IBM: 61 percent of IT professionals see security as the top barrier to enterprise mobility

FierceMobileIT

December 6, 2012 | By Fred Donovan

A full 61 percent of IT professionals see security as the top barrier to adoption of mobile technology in the enterprise, according to a survey of more than 1,200 IT and business decision makers conducted by IBM (NYSE: IBM).

Other barriers to mobile technology adoption include integration of mobile with existing infrastructure and data (44 percent) and difficulty in extending applications to mobile (38 percent).

Yet, nearly 70 percent of respondents said their enterprises plan to increase investment in mobile technology over the next two years, according to the 2012 IBM Tech Trends Report.

Security is also the number one barrier to cloud and social business technology adoption, and the number two barrier to business analytics technology adoption, according to the survey.

"Security concerns consistently rank as the most significant barrier to adoption across mobile, cloud computing and social business. Even in business analytics, where data typically stays inside an organization's firewall, securing and controlling access to data still places as the number-two barrier to adoption," according to the IBM report.

The report also identified major IT skills gaps in the technologies examined: mobile, cloud, social, and analytics.

Dan Hauenstein, manager for academic initiative strategy at IBM, told FierceMobileIT that "there is a skills gap around these technologies and it is growing to the point where there is concern it could threaten innovation and growth."

"When you look across the technology spaces, security is far and away the top barrier to adoption cited," Hauenstein said.

To address these gaps, IBM has launched a number of initiatives to improve IT skills training. "We are making the most significant expansion to our academic initiative program since its launch in 2004. One key area where we are taking action is around security and helping students get cybersecurity skills that are marketable," he explained.

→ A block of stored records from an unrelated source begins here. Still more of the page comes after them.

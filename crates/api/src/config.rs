/// Server configuration loaded from environment variables.
///
/// All fields have defaults suitable for local development.
#[derive(Debug, Clone)]
pub struct ServerConfig {
    /// Bind address (default: `0.0.0.0`).
    pub host: String,
    /// Bind port (default: `3000`).
    pub port: u16,
    /// Allowed CORS origins, parsed from comma-separated `CORS_ORIGINS` env var.
    pub cors_origins: Vec<String>,
    /// HTTP request timeout in seconds (default: `30`).
    pub request_timeout_secs: u64,
    /// Seconds to wait for in-flight requests on shutdown (default: `30`).
    pub shutdown_timeout_secs: u64,
    /// Load the sample leads, deals and activities at startup (default: `true`).
    pub seed_sample_data: bool,
}

impl Default for ServerConfig {
    fn default() -> Self {
        Self {
            host: "0.0.0.0".to_string(),
            port: 3000,
            cors_origins: vec!["http://localhost:5173".to_string()],
            request_timeout_secs: 30,
            shutdown_timeout_secs: 30,
            seed_sample_data: true,
        }
    }
}

impl ServerConfig {
    /// Load configuration from environment variables with defaults.
    ///
    /// | Env Var                 | Default                 |
    /// |-------------------------|-------------------------|
    /// | `HOST`                  | `0.0.0.0`               |
    /// | `PORT`                  | `3000`                  |
    /// | `CORS_ORIGINS`          | `http://localhost:5173` |
    /// | `REQUEST_TIMEOUT_SECS`  | `30`                    |
    /// | `SHUTDOWN_TIMEOUT_SECS` | `30`                    |
    /// | `SEED_SAMPLE_DATA`      | `true`                  |
    ///
    /// Panics on unparsable values so misconfiguration fails at startup.
    pub fn from_env() -> Self {
        let host = std::env::var("HOST").unwrap_or_else(|_| "0.0.0.0".into());

        let port: u16 = std::env::var("PORT")
            .unwrap_or_else(|_| "3000".into())
            .parse()
            .expect("PORT must be a valid u16");

        let cors_origins: Vec<String> = std::env::var("CORS_ORIGINS")
            .unwrap_or_else(|_| "http://localhost:5173".into())
            .split(',')
            .map(|s| s.trim().to_string())
            .filter(|s| !s.is_empty())
            .collect();

        let request_timeout_secs: u64 = std::env::var("REQUEST_TIMEOUT_SECS")
            .unwrap_or_else(|_| "30".into())
            .parse()
            .expect("REQUEST_TIMEOUT_SECS must be a valid u64");

        let shutdown_timeout_secs: u64 = std::env::var("SHUTDOWN_TIMEOUT_SECS")
            .unwrap_or_else(|_| "30".into())
            .parse()
            .expect("SHUTDOWN_TIMEOUT_SECS must be a valid u64");

        let seed_sample_data: bool = std::env::var("SEED_SAMPLE_DATA")
            .unwrap_or_else(|_| "true".into())
            .parse()
            .expect("SEED_SAMPLE_DATA must be true or false");

        Self {
            host,
            port,
            cors_origins,
            request_timeout_secs,
            shutdown_timeout_secs,
            seed_sample_data,
        }
    }
}
//! Shared application router builder.
//!
//! Provides [`build_app_router`] so both the production binary (`main.rs`)
//! and integration tests (`tests/common/mod.rs`) use the exact same
//! middleware stack.

use std::time::Duration;

use axum::http::header::CONTENT_TYPE;
use axum::http::{HeaderName, Method, StatusCode};
use axum::Router;
use tower_http::catch_panic::CatchPanicLayer;
use tower_http::cors::CorsLayer;
use tower_http::request_id::{MakeRequestUuid, PropagateRequestIdLayer, SetRequestIdLayer};
use tower_http::timeout::TimeoutLayer;
use tower_http::trace::{DefaultMakeSpan, DefaultOnResponse, TraceLayer};
use tracing::Level;

use crate::config::ServerConfig;
use crate::routes;
use crate::state::AppState;

/// Build the full application [`Router`] with all middleware layers.
///
/// The middleware stack is applied bottom-up:
///
/// 1. CORS
/// 2. Set request ID on incoming requests
/// 3. Structured request/response tracing
/// 4. Propagate request ID to response
/// 5. Request timeout
/// 6. Panic recovery (catch panics, return 500)
pub fn build_app_router(state: AppState, config: &ServerConfig) -> Router {
    let cors = build_cors_layer(config);
    let request_id_header = HeaderName::from_static("x-request-id");

    Router::new()
        // Health check at root level (not under /api/v1).
        .merge(routes::health::router())
        .nest("/api/v1", routes::api_routes())
        .layer(CatchPanicLayer::new())
        .layer(TimeoutLayer::with_status_code(
            StatusCode::REQUEST_TIMEOUT,
            Duration::from_secs(config.request_timeout_secs),
        ))
        .layer(PropagateRequestIdLayer::new(request_id_header.clone()))
        .layer(
            TraceLayer::new_for_http()
                .make_span_with(DefaultMakeSpan::new().level(Level::INFO))
                .on_response(DefaultOnResponse::new().level(Level::INFO)),
        )
        .layer(SetRequestIdLayer::new(request_id_header, MakeRequestUuid))
        .layer(cors)
        .with_state(state)
}

/// Build the CORS middleware layer from server configuration.
///
/// Panics if any configured origin is not a valid header value, so a bad
/// `CORS_ORIGINS` fails at startup.
pub fn build_cors_layer(config: &ServerConfig) -> CorsLayer {
    let origins: Vec<_> = config
        .cors_origins
        .iter()
        .map(|o| {
            o.parse()
                .unwrap_or_else(|e| panic!("Invalid CORS origin '{o}': {e}"))
        })
        .collect();

    CorsLayer::new()
        .allow_origin(origins)
        .allow_methods([Method::GET, Method::POST, Method::PUT, Method::DELETE])
        .allow_headers([CONTENT_TYPE])
        .max_age(Duration::from_secs(3600))
}
use std::collections::BTreeMap;

use crate::data::filter::{PayloadRange, SiteSelection, filtered_indices};
use crate::data::model::{LaunchDataset, Outcome};

// ---------------------------------------------------------------------------
// Output identifiers
// ---------------------------------------------------------------------------

/// Stable id of the pie chart region (also its egui plot id).
pub const SUCCESS_PIE_ID: &str = "success-pie-chart";
/// Stable id of the scatter chart region (also its egui plot id).
pub const PAYLOAD_SCATTER_ID: &str = "success-payload-scatter-chart";

// ---------------------------------------------------------------------------
// Chart specifications – plain values the plot layer renders
// ---------------------------------------------------------------------------

/// One pie slice: a label and its launch count.
#[derive(Debug, Clone, PartialEq, Eq)]
pub struct PieSlice {
    pub label: String,
    pub value: u64,
}

/// Everything the pie region needs to draw itself.
#[derive(Debug, Clone, PartialEq, Eq)]
pub struct PieSpec {
    pub title: String,
    pub slices: Vec<PieSlice>,
}

impl PieSpec {
    /// Sum of all slice values.
    pub fn total(&self) -> u64 {
        self.slices.iter().map(|s| s.value).sum()
    }
}

/// One scatter series: the points sharing a booster version category.
#[derive(Debug, Clone, PartialEq)]
pub struct ScatterSeries {
    pub label: String,
    /// `[payload_kg, outcome]` pairs in dataset order.
    pub points: Vec<[f64; 2]>,
}

/// Everything the scatter region needs to draw itself.
#[derive(Debug, Clone, PartialEq)]
pub struct ScatterSpec {
    pub x_label: String,
    pub y_label: String,
    pub series: Vec<ScatterSeries>,
}

impl ScatterSpec {
    /// Number of points across all series.
    pub fn point_count(&self) -> usize {
        self.series.iter().map(|s| s.points.len()).sum()
    }
}

// ---------------------------------------------------------------------------
// Chart handlers – pure functions from (dataset, selection) to a spec
// ---------------------------------------------------------------------------

/// Build the success pie spec for the current site selection.
///
/// * `All`: one slice per distinct site, valued by that site's success
///   count. A site without successes keeps its zero-valued slice.
/// * One site: exactly two slices, failures then successes at that site.
///
/// An unknown or empty site yields zero-count slices, never an error.
pub fn success_pie(dataset: &LaunchDataset, selection: &SiteSelection) -> PieSpec {
    match selection {
        SiteSelection::All => {
            let mut successes: BTreeMap<&str, u64> =
                dataset.sites.iter().map(|s| (s.as_str(), 0)).collect();
            for rec in &dataset.records {
                if rec.outcome.is_success() {
                    *successes.entry(rec.site.as_str()).or_insert(0) += 1;
                }
            }
            PieSpec {
                title: "Total Success Launches by Site".to_owned(),
                slices: successes
                    .into_iter()
                    .map(|(site, value)| PieSlice {
                        label: site.to_owned(),
                        value,
                    })
                    .collect(),
            }
        }
        SiteSelection::Site(site) => {
            let mut failed = 0;
            let mut success = 0;
            for rec in dataset.records.iter().filter(|r| r.site == *site) {
                match rec.outcome {
                    Outcome::Failure => failed += 1,
                    Outcome::Success => success += 1,
                }
            }
            PieSpec {
                title: format!("Total Launches for site {site}"),
                slices: vec![
                    PieSlice {
                        label: Outcome::Failure.to_string(),
                        value: failed,
                    },
                    PieSlice {
                        label: Outcome::Success.to_string(),
                        value: success,
                    },
                ],
            }
        }
    }
}

/// Build the payload/outcome scatter spec for the current selection.
///
/// Keeps every launch whose payload lies inside `range` (bounds included)
/// and whose site passes `selection`, grouped into one series per booster
/// version category, sorted by category name. The y-axis label is the raw
/// selector value, the `"ALL"` sentinel included.
pub fn payload_scatter(
    dataset: &LaunchDataset,
    selection: &SiteSelection,
    range: &PayloadRange,
) -> ScatterSpec {
    let mut by_category: BTreeMap<&str, Vec<[f64; 2]>> = BTreeMap::new();
    for idx in filtered_indices(dataset, selection, range) {
        let rec = &dataset.records[idx];
        by_category
            .entry(rec.booster_category.as_str())
            .or_default()
            .push([rec.payload_kg, rec.outcome.as_y()]);
    }

    ScatterSpec {
        x_label: "Payload Mass (kg)".to_owned(),
        y_label: selection.as_value().to_owned(),
        series: by_category
            .into_iter()
            .map(|(label, points)| ScatterSeries {
                label: label.to_owned(),
                points,
            })
            .collect(),
    }
}

#[cfg(test)]
mod tests {
    use super::*;
    use crate::data::model::LaunchRecord;

    fn record(site: &str, payload_kg: f64, class: i64, category: &str) -> LaunchRecord {
        LaunchRecord {
            site: site.to_owned(),
            payload_kg,
            outcome: Outcome::from_class(class).unwrap(),
            booster_category: category.to_owned(),
        }
    }

    /// Four sites with known outcomes; payloads cover both domain bounds.
    fn dataset() -> LaunchDataset {
        LaunchDataset::from_records(vec![
            record("CCAFS LC-40", 0.0, 0, "v1.0"),
            record("CCAFS LC-40", 525.0, 1, "v1.0"),
            record("CCAFS LC-40", 5000.0, 1, "v1.1"),
            record("CCAFS SLC-40", 3170.0, 0, "FT"),
            record("KSC LC-39A", 5000.0, 1, "FT"),
            record("KSC LC-39A", 9600.0, 1, "B5"),
            record("VAFB SLC-4E", 10_000.0, 0, "FT"),
        ])
    }

    fn site(name: &str) -> SiteSelection {
        SiteSelection::Site(name.to_owned())
    }

    #[test]
    fn test_all_sites_pie_has_one_slice_per_site() {
        let ds = dataset();
        let pie = success_pie(&ds, &SiteSelection::All);

        assert_eq!(pie.title, "Total Success Launches by Site");
        assert_eq!(pie.slices.len(), ds.sites.len());
        let labels: Vec<&str> = pie.slices.iter().map(|s| s.label.as_str()).collect();
        assert_eq!(
            labels,
            vec!["CCAFS LC-40", "CCAFS SLC-40", "KSC LC-39A", "VAFB SLC-4E"]
        );
    }

    #[test]
    fn test_all_sites_pie_counts_successes_per_site() {
        let pie = success_pie(&dataset(), &SiteSelection::All);
        let values: Vec<u64> = pie.slices.iter().map(|s| s.value).collect();
        assert_eq!(values, vec![2, 0, 2, 0]);
        // Slices sum to the number of success launches in the dataset.
        assert_eq!(pie.total(), 4);
    }

    #[test]
    fn test_single_site_pie_has_failed_then_success() {
        let pie = success_pie(&dataset(), &site("CCAFS LC-40"));

        assert_eq!(pie.title, "Total Launches for site CCAFS LC-40");
        assert_eq!(pie.slices.len(), 2);
        assert_eq!(pie.slices[0].label, "Failed");
        assert_eq!(pie.slices[0].value, 1);
        assert_eq!(pie.slices[1].label, "Success");
        assert_eq!(pie.slices[1].value, 2);
        // Slices sum to the number of launches at the site.
        assert_eq!(pie.total(), 3);
    }

    #[test]
    fn test_unknown_site_pie_is_zero_valued() {
        let pie = success_pie(&dataset(), &site("CCAFS SLC-3W"));
        assert_eq!(pie.title, "Total Launches for site CCAFS SLC-3W");
        assert_eq!(pie.slices.len(), 2);
        assert_eq!(pie.total(), 0);
    }

    #[test]
    fn test_scatter_full_domain_includes_every_record_once() {
        let ds = dataset();
        let spec = payload_scatter(&ds, &SiteSelection::All, &PayloadRange::full());
        assert_eq!(spec.point_count(), ds.len());
    }

    #[test]
    fn test_scatter_range_bounds_are_inclusive() {
        let ds = dataset();
        let spec = payload_scatter(&ds, &SiteSelection::All, &PayloadRange::new(525.0, 9600.0));

        // 0.0 and 10000.0 fall outside, everything else stays.
        assert_eq!(spec.point_count(), 5);
        let xs: Vec<f64> = spec
            .series
            .iter()
            .flat_map(|s| s.points.iter().map(|p| p[0]))
            .collect();
        assert!(xs.contains(&525.0));
        assert!(xs.contains(&9600.0));
        assert!(!xs.contains(&0.0));
        assert!(!xs.contains(&10_000.0));
    }

    #[test]
    fn test_scatter_degenerate_range_keeps_exact_matches() {
        let spec = payload_scatter(
            &dataset(),
            &SiteSelection::All,
            &PayloadRange::new(5000.0, 5000.0),
        );
        assert_eq!(spec.point_count(), 2);
        for series in &spec.series {
            for point in &series.points {
                assert_eq!(point[0], 5000.0);
            }
        }
    }

    #[test]
    fn test_scatter_combines_site_and_range() {
        let spec = payload_scatter(
            &dataset(),
            &site("CCAFS LC-40"),
            &PayloadRange::new(0.0, 1000.0),
        );
        assert_eq!(spec.point_count(), 2);
        let mut points: Vec<[f64; 2]> = spec
            .series
            .iter()
            .flat_map(|s| s.points.iter().copied())
            .collect();
        points.sort_by(|a, b| a[0].total_cmp(&b[0]));
        assert_eq!(points, vec![[0.0, 0.0], [525.0, 1.0]]);
    }

    #[test]
    fn test_scatter_groups_by_booster_category() {
        let spec = payload_scatter(&dataset(), &SiteSelection::All, &PayloadRange::full());

        let labels: Vec<&str> = spec.series.iter().map(|s| s.label.as_str()).collect();
        assert_eq!(labels, vec!["B5", "FT", "v1.0", "v1.1"]);

        // Points within a series keep dataset order.
        let ft = spec.series.iter().find(|s| s.label == "FT").unwrap();
        assert_eq!(
            ft.points,
            vec![[3170.0, 0.0], [5000.0, 1.0], [10_000.0, 0.0]]
        );
    }

    #[test]
    fn test_scatter_y_label_is_raw_selection_value() {
        let ds = dataset();
        let range = PayloadRange::full();

        let all = payload_scatter(&ds, &SiteSelection::All, &range);
        assert_eq!(all.x_label, "Payload Mass (kg)");
        assert_eq!(all.y_label, "ALL");

        let one = payload_scatter(&ds, &site("VAFB SLC-4E"), &range);
        assert_eq!(one.y_label, "VAFB SLC-4E");
    }

    #[test]
    fn test_scatter_empty_result_is_still_valid() {
        let spec = payload_scatter(&dataset(), &site("CCAFS SLC-3W"), &PayloadRange::full());
        assert!(spec.series.is_empty());
        assert_eq!(spec.point_count(), 0);
        assert_eq!(spec.y_label, "CCAFS SLC-3W");
    }

    #[test]
    fn test_handlers_are_idempotent() {
        let ds = dataset();
        let selection = site("KSC LC-39A");
        let range = PayloadRange::new(1000.0, 9600.0);

        assert_eq!(
            success_pie(&ds, &selection),
            success_pie(&ds, &selection)
        );
        assert_eq!(
            payload_scatter(&ds, &selection, &range),
            payload_scatter(&ds, &selection, &range)
        );
    }
}
use eframe::egui::{self, ScrollArea, Slider, Ui};

use crate::data::filter::{SiteSelection, PAYLOAD_MAX, PAYLOAD_MIN, PAYLOAD_STEP};
use crate::state::AppState;

/// Dropdown options: short display label and the site value it selects.
const SITE_OPTIONS: [(&str, &str); 4] = [
    ("LC-40", "CCAFS LC-40"),
    ("SLC-40", "CCAFS SLC-40"),
    ("LC-39A", "KSC LC-39A"),
    ("SLC-4E", "VAFB SLC-4E"),
];

/// Label shown for the all-sites option.
const ALL_SITES_LABEL: &str = "All Sites";

// ---------------------------------------------------------------------------
// Left side panel – dashboard controls
// ---------------------------------------------------------------------------

/// Render the control panel.
pub fn control_panel(ui: &mut Ui, state: &mut AppState) {
    ui.heading("Filters");
    ui.separator();

    ScrollArea::vertical()
        .auto_shrink([false, false])
        .show(ui, |ui: &mut Ui| {
            site_selector(ui, state);
            ui.separator();
            payload_slider(ui, state);
            ui.separator();

            ui.label(format!(
                "{} of {} launches in view",
                state.scatter.point_count(),
                state.dataset.len()
            ));
        });
}

/// Launch site dropdown.
fn site_selector(ui: &mut Ui, state: &mut AppState) {
    ui.strong("Launch Site");

    egui::ComboBox::from_id_salt("site-dropdown")
        .selected_text(site_label(&state.selected_site))
        .show_ui(ui, |ui: &mut Ui| {
            let all_selected = state.selected_site == SiteSelection::All;
            if ui.selectable_label(all_selected, ALL_SITES_LABEL).clicked() {
                state.select_site(SiteSelection::All);
            }
            for (label, site) in SITE_OPTIONS {
                let selected = state.selected_site.as_value() == site;
                if ui.selectable_label(selected, label).clicked() {
                    state.select_site(SiteSelection::Site(site.to_owned()));
                }
            }
        });
}

/// Short display label for the current selection.
fn site_label(selection: &SiteSelection) -> &str {
    match selection {
        SiteSelection::All => ALL_SITES_LABEL,
        SiteSelection::Site(name) => SITE_OPTIONS
            .iter()
            .find(|(_, site)| *site == name.as_str())
            .map(|(label, _)| *label)
            .unwrap_or(name),
    }
}

/// Payload mass range, one slider per bound. Each handle is bounded by the
/// other, so the range can never invert.
fn payload_slider(ui: &mut Ui, state: &mut AppState) {
    ui.strong("Payload range (kg)");

    let mut low = state.payload_range.low();
    let mut high = state.payload_range.high();

    let low_changed = ui
        .add(
            Slider::new(&mut low, PAYLOAD_MIN..=high)
                .step_by(PAYLOAD_STEP)
                .fixed_decimals(0)
                .suffix(" kg")
                .text("min"),
        )
        .changed();
    let high_changed = ui
        .add(
            Slider::new(&mut high, low..=PAYLOAD_MAX)
                .step_by(PAYLOAD_STEP)
                .fixed_decimals(0)
                .suffix(" kg")
                .text("max"),
        )
        .changed();

    if low_changed || high_changed {
        state.set_payload_range(low, high);
    }
}

// ---------------------------------------------------------------------------
// Top bar
// ---------------------------------------------------------------------------

/// Render the top title bar.
pub fn top_bar(ui: &mut Ui, state: &AppState) {
    ui.horizontal(|ui: &mut Ui| {
        ui.heading("Launch Records Dashboard");
        ui.separator();
        ui.label(format!(
            "{} launches loaded, {} in view",
            state.dataset.len(),
            state.scatter.point_count()
        ));
    });
}
mod app;
mod charts;
mod color;
mod data;
mod state;
mod ui;

use std::path::Path;

use app::RustyRocketApp;
use eframe::egui;
use state::AppState;

/// Data file looked up in the working directory at startup.
const DATA_FILE: &str = "launch_records.csv";

fn main() -> eframe::Result {
    env_logger::init();

    // The dashboard never opens without a valid dataset.
    let dataset = match data::loader::load_file(Path::new(DATA_FILE)) {
        Ok(dataset) => dataset,
        Err(e) => {
            log::error!("Failed to load {DATA_FILE}: {e:#}");
            log::error!("Run `cargo run --bin generate_sample` to create sample data.");
            std::process::exit(1);
        }
    };
    log::info!(
        "Loaded {} launch records across {} sites",
        dataset.len(),
        dataset.sites.len()
    );

    let options = eframe::NativeOptions {
        viewport: egui::ViewportBuilder::default()
            .with_inner_size([1200.0, 800.0])
            .with_min_inner_size([600.0, 400.0]),
        ..Default::default()
    };

    eframe::run_native(
        "Rusty Rocket – Launch Records Dashboard",
        options,
        Box::new(move |_cc| Ok(Box::new(RustyRocketApp::new(AppState::new(dataset))))),
    )
}
use std::collections::BTreeMap;

use eframe::egui::Color32;
use palette::{Hsl, IntoColor, Srgb};

// ---------------------------------------------------------------------------
// Color palette generator
// ---------------------------------------------------------------------------

/// Generates `n` visually distinct colours using evenly spaced hues.
pub fn generate_palette(n: usize) -> Vec<Color32> {
    if n == 0 {
        return Vec::new();
    }
    (0..n)
        .map(|i| {
            let hue = (i as f32 / n as f32) * 360.0;
            let hsl = Hsl::new(hue, 0.75, 0.55);
            let rgb: Srgb = hsl.into_color();
            Color32::from_rgb(
                (rgb.red * 255.0) as u8,
                (rgb.green * 255.0) as u8,
                (rgb.blue * 255.0) as u8,
            )
        })
        .collect()
}

// ---------------------------------------------------------------------------
// Color mapping: booster version category → Color32
// ---------------------------------------------------------------------------

/// Maps booster version categories to distinct colours.
///
/// Built once from the dataset's sorted distinct categories, so a category
/// keeps the same colour for the lifetime of the process.
#[derive(Debug, Clone)]
pub struct ColorMap {
    mapping: BTreeMap<String, Color32>,
    default_color: Color32,
}

impl ColorMap {
    /// Build a colour map from the dataset's sorted distinct categories.
    pub fn new(categories: &[String]) -> Self {
        let palette = generate_palette(categories.len());
        let mapping: BTreeMap<String, Color32> =
            categories.iter().cloned().zip(palette).collect();

        ColorMap {
            mapping,
            default_color: Color32::GRAY,
        }
    }

    /// Look up the colour for a booster version category.
    pub fn color_for(&self, category: &str) -> Color32 {
        self.mapping
            .get(category)
            .copied()
            .unwrap_or(self.default_color)
    }
}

IBM's new cybersecurity offerings include a curriculum that brings real-world technology security scenarios into the classroom, helping students understand enterprise security challenges, as well as access to security software that professors can use in the classroom to teach students how to test applications for bugs and check network and virtualized servers for vulnerabilities.

"What is going to hold us back from applying these technologies is the security barrier that was cited in the report," Hauenstein concluded.